Decision letter after peer review:

Thank you for submitting your article "Deep learning-driven insights into super protein complexes for outer membrane protein biogenesis in bacteria" for consideration by eLife. Your article has been reviewed by 3 peer reviewers, overseen by José Faraldo-Gómez as the Senior Editor. Two of the reviewers have agreed to reveal their identity, namely Nir Ben-Tal (Reviewer #1); Arne Elofsson (Reviewer #3).

As you will see below, the reviewers conclude the manuscript is not suitable for publication for eLife in its current form, but they make specific recommendations to resolve their concerns. I recognize some of these revisions are substantial – nevertheless, I encourage you to take the time required to address these concerns convincingly and then submit a revised version.

Reviewer #2 (Recommendations for the authors):

In this manuscript, Gao et al., combine a very elegant virtual screening method (AF2Complex) based on Α Fold with known crystal structures to predict the structure of super-protein complexes in the E. coli cell envelope that play important roles in the biogenesis of outer membrane proteins (OMPs). The authors do an excellent job of validating their methodology. Their predicted structures both explain a considerable amount of biochemical data that has appeared in the literature (e.g., the crosslinking of PpiD to SecY and SurA to BamA) and provide compelling explanations for unresolved conceptual issues (e.g., how DsbA is recruited to the Sec machinery to form disulfide bonds as proteins are translocated into the periplasm). With one exception (see comment 4 below), the predicted structures also provide potentially important insights into the function of the assembly factors. In essence, this work describes an impressive example of the power of AI that should be of interest not only to investigators who study OMP biogenesis but also to the broader research community. I should also note that the manuscript is clearly and concisely written for a general audience.

Specific comments:

1) Lines 83-86 and Figures 1a, 4a and 6a: The authors selected predicted structures of known biological relevance for further study, but they do not comment on high confidence predictions of supercomplex structures of unknown biological significance. How can they distinguish predicted structures that have potential biological significance from those that simply represent noise/false positives? This is an important issue that requires further explanation, especially because the authors provide false-positive rates on lines 76/77.
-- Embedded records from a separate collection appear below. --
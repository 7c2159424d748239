use std::env;
use std::str::FromStr;
use std::time::Duration;

use crate::constants::*;

/// Backend configuration loaded from environment variables
#[derive(Debug, Clone)]
pub struct Config {
    pub server_host: String,
    pub server_port: u16,
    pub db_host: String,
    pub db_port: u16,
    pub db_user: String,
    pub db_password: String,
    /// No schema is selected when unset; table creation then fails and is retried
    pub db_name: Option<String>,
    pub db_max_connections: u32,
    pub retry_backoff_secs: u64,
}

/// Frontend proxy configuration
#[derive(Debug, Clone)]
pub struct FrontendConfig {
    pub server_host: String,
    pub server_port: u16,
    pub backend_url: String,
    pub static_dir: String,
}

/// Smoke test configuration
#[derive(Debug, Clone)]
pub struct HarnessConfig {
    pub backend_url: String,
    pub max_retries: u32,
    pub interval_secs: u64,
}

fn parse_or<T: FromStr>(
    lookup: &impl Fn(&str) -> Option<String>,
    key: &str,
    default: T,
) -> Result<T, String> {
    match lookup(key) {
        Some(raw) => raw.trim().parse().map_err(|_| format!("Invalid {}", key)),
        None => Ok(default),
    }
}

fn string_or(lookup: &impl Fn(&str) -> Option<String>, key: &str, default: &str) -> String {
    lookup(key).unwrap_or_else(|| default.to_string())
}

fn backend_url(lookup: &impl Fn(&str) -> Option<String>) -> String {
    string_or(lookup, "BACKEND_URL", DEFAULT_BACKEND_URL)
        .trim_end_matches('/')
        .to_string()
}

fn process_env(key: &str) -> Option<String> {
    env::var(key).ok()
}

impl Config {
    /// Load configuration from environment variables
    pub fn from_env() -> Result<Self, String> {
        // Load .env file if it exists (development)
        dotenvy::dotenv().ok();
        Self::from_lookup(process_env)
    }

    /// Build configuration from an arbitrary variable source
    pub fn from_lookup(lookup: impl Fn(&str) -> Option<String>) -> Result<Self, String> {
        let db_max_connections =
            parse_or(&lookup, "DB_MAX_CONNECTIONS", DEFAULT_DB_MAX_CONNECTIONS)?;
        if db_max_connections == 0 {
            return Err("DB_MAX_CONNECTIONS must be at least 1".to_string());
        }

        Ok(Config {
            server_host: string_or(&lookup, "SERVER_HOST", "0.0.0.0"),
            server_port: parse_or(&lookup, "SERVER_PORT", DEFAULT_BACKEND_PORT)?,
            db_host: string_or(&lookup, "DB_HOST", "localhost"),
            db_port: parse_or(&lookup, "DB_PORT", DEFAULT_DB_PORT)?,
            db_user: string_or(&lookup, "DB_USER", "root"),
            db_password: string_or(&lookup, "DB_PASSWORD", ""),
            db_name: lookup("DB_NAME").filter(|name| !name.is_empty()),
            db_max_connections,
            retry_backoff_secs: parse_or(
                &lookup,
                "DB_RETRY_BACKOFF_SECS",
                DEFAULT_RETRY_BACKOFF_SECS,
            )?,
        })
    }

    /// Get server address as string
    pub fn server_address(&self) -> String {
        format!("{}:{}", self.server_host, self.server_port)
    }

    pub fn retry_backoff(&self) -> Duration {
        Duration::from_secs(self.retry_backoff_secs)
    }
}

impl FrontendConfig {
    pub fn from_env() -> Result<Self, String> {
        dotenvy::dotenv().ok();
        Self::from_lookup(process_env)
    }

    pub fn from_lookup(lookup: impl Fn(&str) -> Option<String>) -> Result<Self, String> {
        Ok(FrontendConfig {
            server_host: string_or(&lookup, "FRONTEND_HOST", "0.0.0.0"),
            server_port: parse_or(&lookup, "FRONTEND_PORT", DEFAULT_FRONTEND_PORT)?,
            backend_url: backend_url(&lookup),
            static_dir: string_or(&lookup, "STATIC_DIR", "public"),
        })
    }

    pub fn server_address(&self) -> String {
        format!("{}:{}", self.server_host, self.server_port)
    }
}

impl HarnessConfig {
    pub fn from_env() -> Result<Self, String> {
        dotenvy::dotenv().ok();
        Self::from_lookup(process_env)
    }

    pub fn from_lookup(lookup: impl Fn(&str) -> Option<String>) -> Result<Self, String> {
        Ok(HarnessConfig {
            backend_url: backend_url(&lookup),
            max_retries: parse_or(&lookup, "HARNESS_MAX_RETRIES", DEFAULT_HARNESS_MAX_RETRIES)?,
            interval_secs: parse_or(
                &lookup,
                "HARNESS_INTERVAL_SECS",
                DEFAULT_HARNESS_INTERVAL_SECS,
            )?,
        })
    }
}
2) In the paper by Alvira et al., (ref. 21) the authors argue that E. coli produce a "holotranslocon" in which SecDF and BAM interact across the periplasm. I was surprised that AF2Complex did not detect this interaction with a high confidence score. Does AF2Complex have a significant rate of "false negatives"? The authors should discuss this issue.
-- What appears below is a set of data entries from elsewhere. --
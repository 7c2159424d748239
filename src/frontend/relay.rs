use axum::{
    body::Bytes,
    extract::State,
    http::{header, HeaderMap, StatusCode},
    response::{IntoResponse, Response},
    Json,
};
use serde_json::json;
use thiserror::Error;

use super::FrontendState;
use crate::constants::{ERR_CREATE_USER, ERR_FETCH_USERS};

/// Relay failure
///
/// The cause is logged and dropped; callers only ever see the fixed message.
#[derive(Error, Debug)]
pub enum RelayError {
    #[error("{}", ERR_FETCH_USERS)]
    FetchUsers(#[source] reqwest::Error),

    #[error("{}", ERR_CREATE_USER)]
    CreateUser(#[source] reqwest::Error),
}

impl IntoResponse for RelayError {
    fn into_response(self) -> Response {
        let cause = match &self {
            RelayError::FetchUsers(e) | RelayError::CreateUser(e) => e,
        };
        tracing::warn!("{}: {}", self, cause);

        let body = Json(json!({
            "error": self.to_string()
        }));

        (StatusCode::INTERNAL_SERVER_ERROR, body).into_response()
    }
}

/// Backend body passed through byte for byte
fn json_response(body: Bytes) -> Response {
    ([(header::CONTENT_TYPE, "application/json")], body).into_response()
}

/// `application/json` or any `+json` media type
fn is_json(headers: &HeaderMap) -> bool {
    headers
        .get(header::CONTENT_TYPE)
        .and_then(|value| value.to_str().ok())
        .and_then(|value| value.split(';').next())
        .map(|mime| {
            let mime = mime.trim().to_ascii_lowercase();
            mime == "application/json" || mime.ends_with("+json")
        })
        .unwrap_or(false)
}

/// GET /users -> backend GET /api/users
pub async fn fetch_users(State(state): State<FrontendState>) -> Result<Response, RelayError> {
    let body = state
        .client
        .get(state.users_url())
        .send()
        .await
        .and_then(|response| response.error_for_status())
        .map_err(RelayError::FetchUsers)?
        .bytes()
        .await
        .map_err(RelayError::FetchUsers)?;

    Ok(json_response(body))
}

/// POST /users -> backend POST /api/users
///
/// A JSON body is forwarded untouched; anything else is sent as `{}` and left
/// for the backend to reject.
pub async fn create_user(
    State(state): State<FrontendState>,
    headers: HeaderMap,
    body: Bytes,
) -> Result<Response, RelayError> {
    let body = if is_json(&headers) {
        body
    } else {
        Bytes::from_static(b"{}")
    };

    let created = state
        .client
        .post(state.users_url())
        .header(header::CONTENT_TYPE, "application/json")
        .body(body)
        .send()
        .await
        .and_then(|response| response.error_for_status())
        .map_err(RelayError::CreateUser)?
        .bytes()
        .await
        .map_err(RelayError::CreateUser)?;

    Ok(json_response(created))
}

#[cfg(test)]
mod tests {
    use super::*;
    use axum::http::HeaderValue;

    fn with_content_type(value: &'static str) -> HeaderMap {
        let mut headers = HeaderMap::new();
        headers.insert(header::CONTENT_TYPE, HeaderValue::from_static(value));
        headers
    }

    #[test]
    fn test_is_json() {
        assert!(is_json(&with_content_type("application/json")));
        assert!(is_json(&with_content_type("application/json; charset=utf-8")));
        assert!(is_json(&with_content_type("application/merge-patch+json")));
        assert!(!is_json(&with_content_type("application/x-www-form-urlencoded")));
        assert!(!is_json(&with_content_type("text/plain")));
        assert!(!is_json(&HeaderMap::new()));
    }
}
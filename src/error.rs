use axum::{
    http::StatusCode,
    response::{IntoResponse, Response},
    Json,
};
use serde_json::json;
use thiserror::Error;

use crate::constants::ERR_NOT_READY;

/// Application error type
///
/// Every variant surfaces to the caller as a 500 carrying the raw error text.
#[derive(Error, Debug)]
pub enum AppError {
    #[error("{0}")]
    Database(#[from] sqlx::Error),

    #[error("{}", ERR_NOT_READY)]
    NotReady,
}

/// Implement IntoResponse to convert AppError into HTTP responses
impl IntoResponse for AppError {
    fn into_response(self) -> Response {
        match self {
            AppError::Database(ref e) => tracing::error!("Database error: {:?}", e),
            AppError::NotReady => tracing::warn!("Request arrived before database was ready"),
        }

        let body = Json(json!({
            "error": self.to_string()
        }));

        (StatusCode::INTERNAL_SERVER_ERROR, body).into_response()
    }
}

/// Result type alias for application results
pub type Result<T> = std::result::Result<T, AppError>;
3) Lines 181-183 and Figure 4c: As suggested by many different studies, the C-terminal β signal of OmpA must be accessible to bind to the first β strand of BamA at a relatively early stage of assembly. Would the last β strand be accessible if the β barrel is wrapped around SurA? The authors should comment on this issue.
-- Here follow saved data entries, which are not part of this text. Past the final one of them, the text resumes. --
pub mod bootstrap;
pub mod mysql;
pub mod schema;

use async_trait::async_trait;
use std::sync::atomic::{AtomicU8, Ordering};
use std::sync::Arc;
use tokio::sync::OnceCell;

use crate::error::{AppError, Result};
use crate::models::User;

pub use bootstrap::bootstrap;
pub use mysql::{MySqlConnector, MySqlUserStore};

/// Data access used by the user handlers
#[async_trait]
pub trait UserStore: Send + Sync {
    /// Every row in storage order
    async fn list_users(&self) -> Result<Vec<User>>;

    /// Insert a row and return the id the storage layer assigned
    async fn create_user(&self, name: Option<String>, email: Option<String>) -> Result<i32>;
}

/// One bootstrap attempt: open the connection and ensure the schema exists
#[async_trait]
pub trait Connector: Send + Sync {
    async fn connect(&self) -> Result<Arc<dyn UserStore>>;
}

/// Position of the bootstrap state machine
#[derive(Debug, Clone, Copy, PartialEq, Eq)]
pub enum BootstrapState {
    Disconnected,
    Connecting,
    Ready,
}

impl BootstrapState {
    pub fn as_str(&self) -> &'static str {
        match self {
            BootstrapState::Disconnected => "disconnected",
            BootstrapState::Connecting => "connecting",
            BootstrapState::Ready => "ready",
        }
    }

    fn from_u8(raw: u8) -> Self {
        match raw {
            1 => BootstrapState::Connecting,
            2 => BootstrapState::Ready,
            _ => BootstrapState::Disconnected,
        }
    }
}

/// Shared storage handle (cheap to clone, one per process)
///
/// The store slot is filled exactly once by the bootstrap task. Handlers read
/// it through [`Database::store`], which fails with [`AppError::NotReady`]
/// until then.
#[derive(Clone)]
pub struct Database {
    store: Arc<OnceCell<Arc<dyn UserStore>>>,
    state: Arc<AtomicU8>,
}

impl Default for Database {
    fn default() -> Self {
        Self::new()
    }
}

impl Database {
    /// Handle in the `Disconnected` state with no store
    pub fn new() -> Self {
        Self {
            store: Arc::new(OnceCell::new()),
            state: Arc::new(AtomicU8::new(BootstrapState::Disconnected as u8)),
        }
    }

    /// Handle that is already `Ready` (tests, embedded use)
    pub fn ready(store: Arc<dyn UserStore>) -> Self {
        let db = Self::new();
        db.install(store);
        db
    }

    pub fn state(&self) -> BootstrapState {
        BootstrapState::from_u8(self.state.load(Ordering::Acquire))
    }

    pub fn is_ready(&self) -> bool {
        self.state() == BootstrapState::Ready
    }

    /// The connected store, or `NotReady` before bootstrap completes
    pub fn store(&self) -> Result<&Arc<dyn UserStore>> {
        self.store.get().ok_or(AppError::NotReady)
    }

    pub(crate) fn set_state(&self, state: BootstrapState) {
        // Ready is terminal
        if self.is_ready() {
            return;
        }
        self.state.store(state as u8, Ordering::Release);
    }

    /// Publish the store; returns false if one was already installed
    pub(crate) fn install(&self, store: Arc<dyn UserStore>) -> bool {
        if self.store.set(store).is_err() {
            return false;
        }
        self.state.store(BootstrapState::Ready as u8, Ordering::Release);
        true
    }
}

#[cfg(test)]
mod tests {
    use super::*;

    struct EmptyStore;

    #[async_trait]
    impl UserStore for EmptyStore {
        async fn list_users(&self) -> Result<Vec<User>> {
            Ok(Vec::new())
        }

        async fn create_user(&self, _name: Option<String>, _email: Option<String>) -> Result<i32> {
            Ok(1)
        }
    }

    struct FixedIdStore(i32);

    #[async_trait]
    impl UserStore for FixedIdStore {
        async fn list_users(&self) -> Result<Vec<User>> {
            Ok(Vec::new())
        }

        async fn create_user(&self, _name: Option<String>, _email: Option<String>) -> Result<i32> {
            Ok(self.0)
        }
    }

    #[tokio::test]
    async fn test_second_install_keeps_first_store() {
        let db = Database::new();
        assert!(db.install(Arc::new(FixedIdStore(1))));
        assert!(!db.install(Arc::new(FixedIdStore(2))));

        let id = db.store().unwrap().create_user(None, None).await.unwrap();
        assert_eq!(id, 1);
        assert_eq!(db.state(), BootstrapState::Ready);
    }

    #[test]
    fn test_new_database_is_not_ready() {
        let db = Database::new();
        assert_eq!(db.state(), BootstrapState::Disconnected);
        assert!(matches!(db.store(), Err(AppError::NotReady)));
    }

    #[test]
    fn test_install_happens_once() {
        let db = Database::new();
        assert!(db.install(Arc::new(EmptyStore)));
        assert!(!db.install(Arc::new(EmptyStore)));
        assert!(db.is_ready());
        assert!(db.store().is_ok());

        // Clones share the slot
        let clone = db.clone();
        assert!(clone.is_ready());

        // Ready never regresses
        db.set_state(BootstrapState::Connecting);
        assert_eq!(db.state(), BootstrapState::Ready);
    }
}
4) Lines 246-249: While the structural model of the BAM-BepA supercomplex shown in Figure 6 is intriguing, the idea that the protease activity of BepA is controlled by the probing of substrate β barrels as they bud from the BamA β barrel does not appear to be consistent with the literature. The authors propose that β barrels that are stalled within BamA permit the opening of the BepA lid and activation of the protease. This suggests that BepA degrades β barrels that are stalled at an early stage of assembly, but not at later stages. The work of Soltes, et al., (ref. 48), however, shows that BepA degrades an LptD mutant that has formed a nearly complete barrel (and that likely protrudes from the BamA barrel) while another protease (YcaL) degrades a second LptD mutant that engages BAM at an earlier stage of assembly. I realize that the stages of OMP assembly are currently rather vague, but the authors should discuss the work of Soltes et al., and state that it imposes a possible caveat on their model.

Reviewer #3 (Recommendations for the authors):

1) What is the advantage of running both monomer and multimer versions of AF2? Does it provide an advantage? In our benchmarks, the multimer is slightly better and roughly doubles the computational cost. Also, did you run 2 multimer versions (version 2.1.0 should not be used it makes bad predictions often)?

2) Why is not the top-hit for surA (oppA) discussed? Or any other of the high-scoring pairs?

3) The authors claim that an iScore of 0.4 is related to a 1.2% FPR. This would mean that yfgM would have roughly 100 interactions. Is this correct? If so, this would need to be discussed (and possibly proven experimentally). Here only discussion with PPID at rank 12 is discussed. Should it not be more likely that the other 11 higher-ranked models interact? Why are these ignored?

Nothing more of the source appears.